Sartorius B., Sartorius K., Taylor M., Aagaard-Hansen J., Dukhi N., Day C., Ndlovu N., Slotow R., Hofman K.
Background:There is a global epidemic of overweight and obesity; however, this rate of increase is even greater in some low- and middle-income countries (LMIC). South Africa (SA) is undergoing rapid socioeconomic and demographic changes that have triggered a rapid nutrition transition. The paper focuses on the recent rate of change of body mass index (BMI) among children, adolescents and young adults, further stratified by key sociodemographic factors. Methods:We analysed mean BMI of 28 247 individuals (including children) from 7301 households by age and year, from anthropometric data from four national cross-sectional (repeated panel) surveys using non-linear fitted curves and associated 95% confidence intervals. Results:From 2008 to 2015, there was rapid rise in mean BMI in the 6-25 age band, with the highest risk (3-4+ BMI unit increase) among children aged 8-10 years. The increase was largely among females in urban areas and of middle-high socioeconomic standing.
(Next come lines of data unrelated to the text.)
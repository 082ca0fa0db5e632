//! Unified error handling for the widget.
//!
//! Every fallible widget operation returns `Result<T, WidgetError>`. Reads of
//! the stored cart are the exception: they degrade to an empty cart instead
//! of failing.

use tabcart_core::{CartError, NameError, PriceError};
use thiserror::Error;

use crate::store::StoreError;

/// Widget-level error type.
#[derive(Debug, Error)]
pub enum WidgetError {
    /// The storage backend failed.
    #[error("Storage error: {0}")]
    Store(#[from] StoreError),

    /// A quantity or removal addressed a line that is not there.
    #[error("Cart error: {0}")]
    Cart(#[from] CartError),

    /// The product name from the add-to-cart control is unusable.
    #[error("Invalid product name: {0}")]
    Name(#[from] NameError),

    /// The price from the add-to-cart control is unusable.
    #[error("Invalid product price: {0}")]
    Price(#[from] PriceError),

    /// The cart could not be serialized for storage.
    #[error("Serialization error: {0}")]
    Serialize(#[from] serde_json::Error),

    /// A template failed to render.
    #[error("Template error: {0}")]
    Template(#[from] askama::Error),
}

impl WidgetError {
    /// Whether the error was caused by the input rather than the environment.
    #[must_use]
    pub const fn is_user_error(&self) -> bool {
        matches!(self, Self::Cart(_) | Self::Name(_) | Self::Price(_))
    }
}

/// Result type alias for `WidgetError`.
pub type Result<T> = std::result::Result<T, WidgetError>;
Prominent gains were also observed in certain rural areas, with extensive geographical heterogeneity across the country. Conclusions:We have demonstrated a major deviation from the current understanding of patterns of BMI increase, with a rate of increase substantially greater in the developing world context compared with the global pattern. This population-wide effect will have major consequences for national development as the epidemic of related non-communicable disease unfolds, and will overtax the national health care budget. Our refined understanding highlights that risks are further compounded for certain groups/places, and emphasizes that urgent geographical and population-targeted interventions are necessary. These interventions could include a sugar tax, clearer food labelling, revised school feeding programmes and mandatory bans on unhealthy food marketing to children.The scenario unfolding in South Africa will likely be followed in other LMICs.